Work through the material below and tally the lines holding "PinId"; only the tally should be returned.

Segment Start: Source data

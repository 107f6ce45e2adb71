// SPDX-License-Identifier: BUSL-1.1
// Copyright (c) 2026 Alfred Jean LLC

//! Gate state machine for exclusive access to a shared actuator
//!
//! The gate has no waiter queue. Whoever asks while it is free gets it.

use crate::clock::Clock;
use crate::event::SyncEvent;
use crate::role::RoleId;
use std::time::Instant;
use thiserror::Error;

/// Gate state
#[derive(Clone, Debug, PartialEq, Eq)]
pub enum GateState {
    /// Nobody holds the gate
    Free,
    /// Gate is held by `owner` since `since`
    Held { owner: RoleId, since: Instant },
}

/// Errors from gate transitions
#[derive(Debug, Error, PartialEq, Eq)]
pub enum GateError {
    #[error("role {caller} released gate {gate} held by {owner}")]
    NotOwner {
        gate: String,
        caller: RoleId,
        owner: RoleId,
    },
    #[error("role {caller} released gate {gate} which is not held")]
    NotHeld { gate: String, caller: RoleId },
}

/// Mutual-exclusion gate
#[derive(Clone, Debug)]
pub struct Gate {
    pub name: String,
    pub state: GateState,
}

/// Events that can trigger gate transitions
#[derive(Clone, Debug)]
pub enum GateInput {
    /// Attempt to become owner
    Acquire { role: RoleId },
    /// Give the gate back; only the owner may do this
    Release { role: RoleId },
}

impl Gate {
    pub fn new(name: impl Into<String>) -> Self {
        Self {
            name: name.into(),
            state: GateState::Free,
        }
    }

    pub fn is_free(&self) -> bool {
        matches!(self.state, GateState::Free)
    }

    pub fn is_held_by(&self, role: &RoleId) -> bool {
        matches!(&self.state, GateState::Held { owner, .. } if owner == role)
    }

    pub fn owner(&self) -> Option<&RoleId> {
        match &self.state {
            GateState::Free => None,
            GateState::Held { owner, .. } => Some(owner),
        }
    }

    /// Pure state transition function
    ///
    /// A denied acquire is a normal outcome and is reported as an event.
    /// Releasing a gate the caller does not own is a contract violation.
    pub fn transition(
        &self,
        input: GateInput,
        clock: &impl Clock,
    ) -> Result<(Gate, Vec<SyncEvent>), GateError> {
        let mut new_gate = self.clone();
        let mut events = Vec::new();

        match input {
            GateInput::Acquire { role } => match &self.state {
                GateState::Free => {
                    new_gate.state = GateState::Held {
                        owner: role.clone(),
                        since: clock.now(),
                    };
                    events.push(SyncEvent::GateAcquired {
                        name: self.name.clone(),
                        owner: role,
                    });
                }
                GateState::Held { owner, .. } => {
                    events.push(SyncEvent::GateDenied {
                        name: self.name.clone(),
                        requester: role,
                        owner: owner.clone(),
                    });
                }
            },

            GateInput::Release { role } => match &self.state {
                GateState::Held { owner, since } if *owner == role => {
                    new_gate.state = GateState::Free;
                    events.push(SyncEvent::GateReleased {
                        name: self.name.clone(),
                        owner: role,
                        held_for: clock.elapsed_since(*since),
                    });
                }
                GateState::Held { owner, .. } => {
                    return Err(GateError::NotOwner {
                        gate: self.name.clone(),
                        caller: role,
                        owner: owner.clone(),
                    });
                }
                GateState::Free => {
                    return Err(GateError::NotHeld {
                        gate: self.name.clone(),
                        caller: role,
                    });
                }
            },
        }

        Ok((new_gate, events))
    }
}

#[cfg(test)]
#[path = "gate_tests.rs"]
mod tests;
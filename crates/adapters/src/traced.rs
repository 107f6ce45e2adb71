// SPDX-License-Identifier: BUSL-1.1
// Copyright (c) 2026 Alfred Jean LLC

//! Traced capability wrappers for consistent observability

use crate::adc::{AdcChannel, AdcError};
use crate::output::{DigitalOutput, PinId};
use crate::pwm::{PwmChannel, PwmError};

/// Wrapper that adds tracing to any DigitalOutput
#[derive(Clone, Debug)]
pub struct TracedOutput<O> {
    inner: O,
}

impl<O> TracedOutput<O> {
    pub fn new(inner: O) -> Self {
        Self { inner }
    }

    pub fn inner(&self) -> &O {
        &self.inner
    }
}

impl<O: DigitalOutput> DigitalOutput for TracedOutput<O> {
    fn pin(&self) -> PinId {
        self.inner.pin()
    }

    fn set_level(&self, high: bool) {
        tracing::trace!(pin = %self.inner.pin(), high, "output.set_level");
        self.inner.set_level(high);
    }
}

/// Wrapper that adds tracing to any PwmChannel
#[derive(Clone, Debug)]
pub struct TracedPwm<P> {
    inner: P,
}

impl<P> TracedPwm<P> {
    pub fn new(inner: P) -> Self {
        Self { inner }
    }

    pub fn inner(&self) -> &P {
        &self.inner
    }
}

impl<P: PwmChannel> PwmChannel for TracedPwm<P> {
    fn channel(&self) -> u8 {
        self.inner.channel()
    }

    fn set_duty(&self, duty: u16) -> Result<(), PwmError> {
        let span = tracing::debug_span!("pwm.set_duty", channel = self.inner.channel(), duty);
        let _guard = span.enter();

        let result = self.inner.set_duty(duty);
        match &result {
            Ok(()) => tracing::trace!("latched"),
            Err(e) => tracing::error!(error = %e, "set_duty failed"),
        }

        result
    }
}

/// Wrapper that adds tracing to any AdcChannel
#[derive(Clone, Debug)]
pub struct TracedAdc<A> {
    inner: A,
}

impl<A> TracedAdc<A> {
    pub fn new(inner: A) -> Self {
        Self { inner }
    }

    pub fn inner(&self) -> &A {
        &self.inner
    }
}

impl<A: AdcChannel> AdcChannel for TracedAdc<A> {
    fn channel(&self) -> u8 {
        self.inner.channel()
    }

    fn read_raw(&self) -> Result<u16, AdcError> {
        let span = tracing::debug_span!("adc.read", channel = self.inner.channel());
        let _guard = span.enter();

        let result = self.inner.read_raw();
        match &result {
            Ok(raw) => tracing::debug!(raw, "sampled"),
            Err(e) => tracing::warn!(error = %e, "read failed"),
        }

        result
    }
}

#[cfg(test)]
#[path = "traced_tests.rs"]
mod tests;
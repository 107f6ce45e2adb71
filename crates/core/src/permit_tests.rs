// SPDX-License-Identifier: BUSL-1.1
// Copyright (c) 2026 Alfred Jean LLC

use super::*;

fn apply(permit: Permit, input: PermitInput) -> (Permit, SyncEvent) {
    let (permit, mut events) = permit.transition(input);
    assert_eq!(events.len(), 1);
    (permit, events.remove(0))
}

#[test]
fn new_permit_is_empty() {
    let permit = Permit::new("key");
    assert!(!permit.is_posted());
    assert_eq!(permit.state, PermitState::Empty);
}

#[test]
fn post_then_take_consumes_the_permit() {
    let (permit, event) = apply(Permit::new("key"), PermitInput::Post);
    assert!(permit.is_posted());
    assert!(matches!(event, SyncEvent::PermitPosted { ref name } if name == "key"));

    let (permit, event) = apply(permit, PermitInput::Take);
    assert!(!permit.is_posted());
    assert!(matches!(event, SyncEvent::PermitTaken { .. }));
}

#[test]
fn take_on_empty_is_unavailable_and_keeps_state() {
    let (permit, event) = apply(Permit::new("key"), PermitInput::Take);
    assert_eq!(permit.state, PermitState::Empty);
    assert!(matches!(event, SyncEvent::PermitUnavailable { .. }));
}

#[test]
fn second_post_is_an_overwrite_not_a_count() {
    let (permit, _) = apply(Permit::new("key"), PermitInput::Post);
    let (permit, event) = apply(permit, PermitInput::Post);
    assert!(matches!(event, SyncEvent::PermitOverwritten { .. }));

    let (permit, first) = apply(permit, PermitInput::Take);
    let (_, second) = apply(permit, PermitInput::Take);
    assert!(matches!(first, SyncEvent::PermitTaken { .. }));
    assert!(matches!(second, SyncEvent::PermitUnavailable { .. }));
}

use proptest::prelude::*;

fn arb_input() -> impl Strategy<Value = PermitInput> {
    prop_oneof![Just(PermitInput::Post), Just(PermitInput::Take)]
}

proptest! {
    #[test]
    fn take_succeeds_iff_posted_since_last_take(
        inputs in proptest::collection::vec(arb_input(), 0..50)
    ) {
        let mut permit = Permit::new("key");
        let mut posted_since_take = false;

        for input in inputs {
            let (next, events) = permit.transition(input);
            match input {
                PermitInput::Post => posted_since_take = true,
                PermitInput::Take => {
                    let taken = matches!(events[0], SyncEvent::PermitTaken { .. });
                    prop_assert_eq!(taken, posted_since_take);
                    posted_since_take = false;
                }
            }
            permit = next;
        }
    }

    #[test]
    fn repeated_posts_equal_a_single_post(posts in 1usize..20) {
        let mut many = Permit::new("key");
        for _ in 0..posts {
            many = many.transition(PermitInput::Post).0;
        }
        let single = Permit::new("key").transition(PermitInput::Post).0;
        prop_assert_eq!(many.state, single.state);
    }
}
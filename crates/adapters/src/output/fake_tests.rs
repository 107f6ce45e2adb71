// SPDX-License-Identifier: BUSL-1.1
// Copyright (c) 2026 Alfred Jean LLC

use super::*;
use std::time::Duration;

#[tokio::test(start_paused = true)]
async fn fake_output_records_writes_with_time() {
    let out = FakeOutput::new(PinId(25));
    out.set_level(true);
    tokio::time::sleep(Duration::from_millis(500)).await;
    out.set_level(false);

    let writes = out.writes();
    assert_eq!(out.levels(), vec![true, false]);
    assert_eq!(writes[1].at - writes[0].at, Duration::from_millis(500));
}

#[test]
fn rising_edges_ignore_repeated_high() {
    let out = FakeOutput::new(PinId(25));
    for level in [false, true, true, false, true] {
        out.set_level(level);
    }
    assert_eq!(out.rising_edges(), 2);
    assert!(out.is_high());
}
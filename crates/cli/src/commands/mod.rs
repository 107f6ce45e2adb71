// SPDX-License-Identifier: BUSL-1.1
// Copyright (c) 2026 Alfred Jean LLC

//! CLI command implementations

pub mod config;
pub mod demos;
pub mod run;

Segment End: Source data

Result: 4